You can train a noob…
What do you get when a pro spends some time with your team of noobs and gives them advice? Trained noobs, bunches of them, blindly applying some mantra that once applied to a long-gone specific situation, and then exaggerated. “You could use an interface to expose that common functionality” becomes “You should use an interface all the damn time. Every class should have a matching interface.”
Its best practice… apparently.
You know what best practice is? Knowing what the fuck you are doing before you start banging out code, you fucking monkey.
Don’t even get me started on the 20 year old “optimization” tips. People not using properties, citing “performance” reasons. Heard of JIT inlining? Even your damn CPU reworks x86 into its own internal instruction set on the fly.
Do you really think that some 1990s C optimization trick carries over to C#? Its likely the changes you are making has zero effect on the binary that is actually running. Its equally likely that, even if the shit you are “optimizing” ran instantly, your app would still suck due to all the List<T>.Find you have used everywhere.
You suck more than the guy who wrote your compiler. Get over it.
Summer of Freetards
Hippies started off in the 1960s, peaked in popularity seven years later as millions of unwashed penniless hippies descending on San Francisco hoping to change the world with the Summer of Love. They failed, and finally in the late 70s people ceased to give a fuck, and the hippie movement became irrelevant.
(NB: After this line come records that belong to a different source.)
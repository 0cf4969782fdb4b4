// Roadmap generation — turns a goal plus a freeform skills description into
// a structured, checkable learning roadmap.

use serde::{Deserialize, Serialize};

use crate::generation::prompts::{ROADMAP_PROMPT_TEMPLATE, ROADMAP_SYSTEM};
use crate::llm_client::{LlmClient, LlmError};
use crate::models::roadmap::Roadmap;

/// What the user tells us: where they are and where they want to go.
#[derive(Debug, Clone, Deserialize)]
#[serde(rename_all = "camelCase")]
pub struct GenerateRoadmapInput {
    pub current_skills: String,
    pub goal: String,
}

#[derive(Debug, Clone, PartialEq, Serialize, Deserialize)]
pub struct GenerateRoadmapOutput {
    pub roadmap: Roadmap,
}

/// Generates a personalized roadmap via the LLM.
pub async fn generate_roadmap(
    llm: &LlmClient,
    input: &GenerateRoadmapInput,
) -> Result<GenerateRoadmapOutput, LlmError> {
    let prompt = ROADMAP_PROMPT_TEMPLATE
        .replace("{goal}", &input.goal)
        .replace("{current_skills}", &input.current_skills);

    llm.call_json::<GenerateRoadmapOutput>(&prompt, ROADMAP_SYSTEM)
        .await
}
// Persistence for roadmap progress documents, keyed by the provider subject.
// The document is replaced wholesale on save and cleared in place on delete.

use anyhow::anyhow;
use async_trait::async_trait;
use sqlx::PgPool;
use tracing::info;

use crate::errors::AppError;
use crate::models::roadmap::RoadmapProgressData;

#[async_trait]
pub trait ProgressStore: Send + Sync {
    async fn load(&self, user_id: &str) -> Result<Option<RoadmapProgressData>, AppError>;
    async fn save(&self, user_id: &str, data: &RoadmapProgressData) -> Result<(), AppError>;
    async fn delete(&self, user_id: &str) -> Result<(), AppError>;
}

pub struct PgProgressStore {
    pool: PgPool,
}

impl PgProgressStore {
    pub fn new(pool: PgPool) -> Self {
        Self { pool }
    }
}

#[async_trait]
impl ProgressStore for PgProgressStore {
    async fn load(&self, user_id: &str) -> Result<Option<RoadmapProgressData>, AppError> {
        let row: Option<Option<serde_json::Value>> =
            sqlx::query_scalar("SELECT roadmap_progress FROM users WHERE id = $1")
                .bind(user_id)
                .fetch_optional(&self.pool)
                .await?;

        match row.flatten() {
            Some(value) => {
                let data = serde_json::from_value(value).map_err(|e| {
                    AppError::Internal(anyhow!(
                        "Stored roadmap progress for user {user_id} is malformed: {e}"
                    ))
                })?;
                Ok(Some(data))
            }
            None => Ok(None),
        }
    }

    async fn save(&self, user_id: &str, data: &RoadmapProgressData) -> Result<(), AppError> {
        let document = serde_json::to_value(data).map_err(|e| {
            AppError::Internal(anyhow!("Failed to serialize roadmap progress: {e}"))
        })?;

        sqlx::query(
            "INSERT INTO users (id, roadmap_progress) VALUES ($1, $2)
             ON CONFLICT (id) DO UPDATE
             SET roadmap_progress = EXCLUDED.roadmap_progress, updated_at = now()",
        )
        .bind(user_id)
        .bind(document)
        .execute(&self.pool)
        .await?;

        info!("Saved roadmap progress for user {user_id}");
        Ok(())
    }

    async fn delete(&self, user_id: &str) -> Result<(), AppError> {
        // Clearing the field for a user with no row is a no-op, not an error.
        sqlx::query("UPDATE users SET roadmap_progress = NULL, updated_at = now() WHERE id = $1")
            .bind(user_id)
            .execute(&self.pool)
            .await?;

        info!("Deleted roadmap progress for user {user_id}");
        Ok(())
    }
}

/// Store backed by a map. Lets tests drive save/resume/delete without Postgres.
#[cfg(test)]
#[derive(Default)]
pub struct MemoryProgressStore {
    documents: tokio::sync::RwLock<std::collections::HashMap<String, RoadmapProgressData>>,
}

#[cfg(test)]
#[async_trait]
impl ProgressStore for MemoryProgressStore {
    async fn load(&self, user_id: &str) -> Result<Option<RoadmapProgressData>, AppError> {
        Ok(self.documents.read().await.get(user_id).cloned())
    }

    async fn save(&self, user_id: &str, data: &RoadmapProgressData) -> Result<(), AppError> {
        self.documents
            .write()
            .await
            .insert(user_id.to_string(), data.clone());
        Ok(())
    }

    async fn delete(&self, user_id: &str) -> Result<(), AppError> {
        self.documents.write().await.remove(user_id);
        Ok(())
    }
}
Coincidently, Stallman started off the whole GPL freetard movement in 1989. Seven years later saw millions of unwashed penniless developers descend on Silicon Valley, hoping to change the world. They failed, the bubble burst, and now as we hit the late 2000’s the open source fanboy movement is on its way to becoming another bunch of crazies who sit around freeloading and refusing to shower.
Arrogant Primitives
The GPL is based on the laughable premise that your shitty scratching in vi is valued at “everything that ever uses this code”. Applause for the attempted strong application of Rule #1, but a swift kick to the nuts for not noticing that the market is prepared to give you either fifty bucks or the finger. Your pick.
Regardless, we abandoned your shitty barter systems when currency was invented four-fucking-thousand years ago. Not much later we came up with this thing called a “corporation” which can take in currency from interested parties, and output useful things (like complex software) in a more efficient manner than a bunch of loosely connected loonies. It can do this by hiring experts (instead of say murderers), which no single interested party could afford.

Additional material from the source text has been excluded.